In the process of analyzing the cellular behaviors and mechanisms underlying proteasome inhibitor-induced cell death in BaxΔ2(+) cells, we noticed that all inhibitors tested also induced morphological changes like those observed with MG132 (Fig. 1C). Bortezomib and carfilzomib (20 nM each) treated cells had more accumulation of vacuole-like structures in BaxΔ2(+) cells than in the other two sublines, while epoxomicin (20 nM) and ixazomib (100 nM) presented similar levels of vacuole-like structures in all three sublines (Fig. 3A). We wondered whether these vacuole-like structures could be autophagosomes. To test this, BaxΔ2(+) cells were stained with antibodies against BaxΔ2 and autophagy marker LC3B. We found that BaxΔ2 aggregates and moderate LC3B positive staining could be detected in many cells, but none of them was colocalized with the vacuole-like structures (Fig. 3B). Interestingly, the presence of vacuole-like structures appears consistent with the cell viability (Figs. 2 and 3), in which bortezomib and carfilzomib caused more vacuoles and higher percentage of cell death in BaxΔ2-positive cells.
Fig. 3
BaxΔ2-positive cells have high accumulation of vacuole-like bodies when treated with proteasome inhibitors
A. BaxΔ2(+), Baxα(+), and Bax(−) sublines were treated with bortezomib (Bort, 20 nM), carfilzomib (Carf, 20 nM), epoxomicin (Epox, 20 nM), and ixazomib (Ixaz, 100 nM) for 24 h and imaged with phase contrast microscopy. DMSO was used as control. B. BaxΔ2(+) cells were treated with bortezomib and carfilzomib (20 nM each) for 24 h, stained with antibodies against BaxΔ2 (green) and LC3B (red), and imaged using a fluorescence and bright-field microscope. DAPI nuclear staining (blue). Scale bars are 10 μm. (For interpretation of the references to color in this figure legend, the reader is referred to the Web version of this article.)

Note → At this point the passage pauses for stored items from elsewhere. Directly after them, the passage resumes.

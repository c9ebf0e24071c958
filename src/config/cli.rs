use crate::utils::error::Result;
use crate::utils::validation::{validate_path, Validate};
use clap::Parser;
use serde::{Deserialize, Serialize};

#[derive(Debug, Clone, Serialize, Deserialize, Parser)]
#[command(name = "as3-deploy")]
#[command(about = "Render an AS3 declaration from an application inventory and deploy it to a BIG-IP")]
pub struct CliConfig {
    /// Path to the TOML inventory
    #[arg(short, long, default_value = "as3-deploy.toml")]
    pub config: String,

    /// Render and print the declaration without contacting the device
    #[arg(long, conflicts_with = "remove")]
    pub dry_run: bool,

    /// Also write the rendered declaration to this file
    #[arg(short, long)]
    pub output: Option<String>,

    /// Delete the partition's declaration from the device instead of deploying
    #[arg(long)]
    pub remove: bool,

    #[arg(short, long, help = "Enable verbose output")]
    pub verbose: bool,

    #[arg(long, help = "Emit logs as JSON lines")]
    pub log_json: bool,
}

impl Validate for CliConfig {
    fn validate(&self) -> Result<()> {
        validate_path("--config", &self.config)?;
        if let Some(output) = &self.output {
            validate_path("--output", output)?;
        }
        Ok(())
    }
}
// Domain layer: the validated variable model and the ports the engine talks through.

pub mod model;
pub mod ports;
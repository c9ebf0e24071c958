use crate::domain::model::{Declaration, DeployReport};
use crate::utils::error::Result;
use async_trait::async_trait;

pub trait Storage: Send + Sync {
    fn write_file(
        &self,
        path: &str,
        data: &[u8],
    ) -> impl std::future::Future<Output = Result<()>> + Send;
}

/// Whatever applies a declaration to the device. Implementations own session
/// handling, task polling and timeouts; callers only see the final outcome.
#[async_trait]
pub trait DeployAgent: Send + Sync {
    async fn submit(&self, declaration: &Declaration) -> Result<DeployReport>;
    async fn remove(&self, tenant: &str) -> Result<DeployReport>;
}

We have previously shown that BaxΔ2 induces cell death through activation of caspase 8 [23,28]. To determine whether the proteasome inhibitor-induced cell death could also be through BaxΔ2-meditated activation of caspase 8, BaxΔ2(+) cells were treated with proteasome inhibitors for 24 h, and analyzed for BaxΔ2 expression and caspase 8 activation by immunoblotting. When compared with the control group (DMSO), all proteasome inhibitors induced accumulation of BaxΔ2, especially bortezomib (Fig. 4A). Of note, the accumulation of BaxΔ2 appears to be specific, as the levels of Bcl-2 and actin remained unaltered. Regarding caspase 8, cleaved fragments (P41 and P18) could be detected for all proteasome inhibitors (Fig. 4B), including MG132, which is known to directly activate caspase 8 even in the absence of Bax [4]. Furthermore, based on the caspase inhibition assay, cell death appeared to be caspase 8-dependent, as it could be significantly blocked by caspase 8 inhibitor, as well as its downstream caspase 3 inhibitor, but not by mitochondrial pathway caspase 9 inhibitor (Fig. 4C). Caspase 12 inhibitor also appeared to be effective, consistent with the fact that bortezomib mediates endoplasmic reticulum stress [29,30]. The results from the inhibition of caspase 6 could be explained by the fact that caspase 6 is known to be activated by caspase 3 [31]. These results together suggest that bortezomib-induced-cell death in BaxΔ2(+) cells is, to a significant extent, through activation of caspase 8.
Fig. 4
Proteasome inhibitor-induced cell death in BaxΔ2-positive cells is caspase 8/3-dependent and not cell line-specific
A and B. Immunoblotting of cell lysates from BaxΔ2(+) cells treated with MG132 (10 μM), bortezomib (20 nM), carfilzomib (20 nM), epoxomicin (20 nM), and ixazomib (100 nM) for 24 h, using antibodies against BaxΔ2, Bcl-2, and actin (A), or cleaved caspase 8 (B). C. Cell death assay of BaxΔ2(+) cells treated with bortezomib (20 nM) for 24–48 h in the absence or presence of inhibitors for caspase 3 (C3I, 50 μM), caspase 6 (C6I, 50 μM), caspase 8 (C8I, 50 μM), caspase 9 (C9I, 50 μM), and caspase 12 (C12I, 50 μM). D. Human colon cancer LS174T and SW1116 cell lines were treated with bortezomib (0–200 nM) for 48 h. Results from cell death assay were fitted to dose-response sigmoid curves. E. Analysis from (D) for EC50, EC95, and the EC95 cell death values in each cell line.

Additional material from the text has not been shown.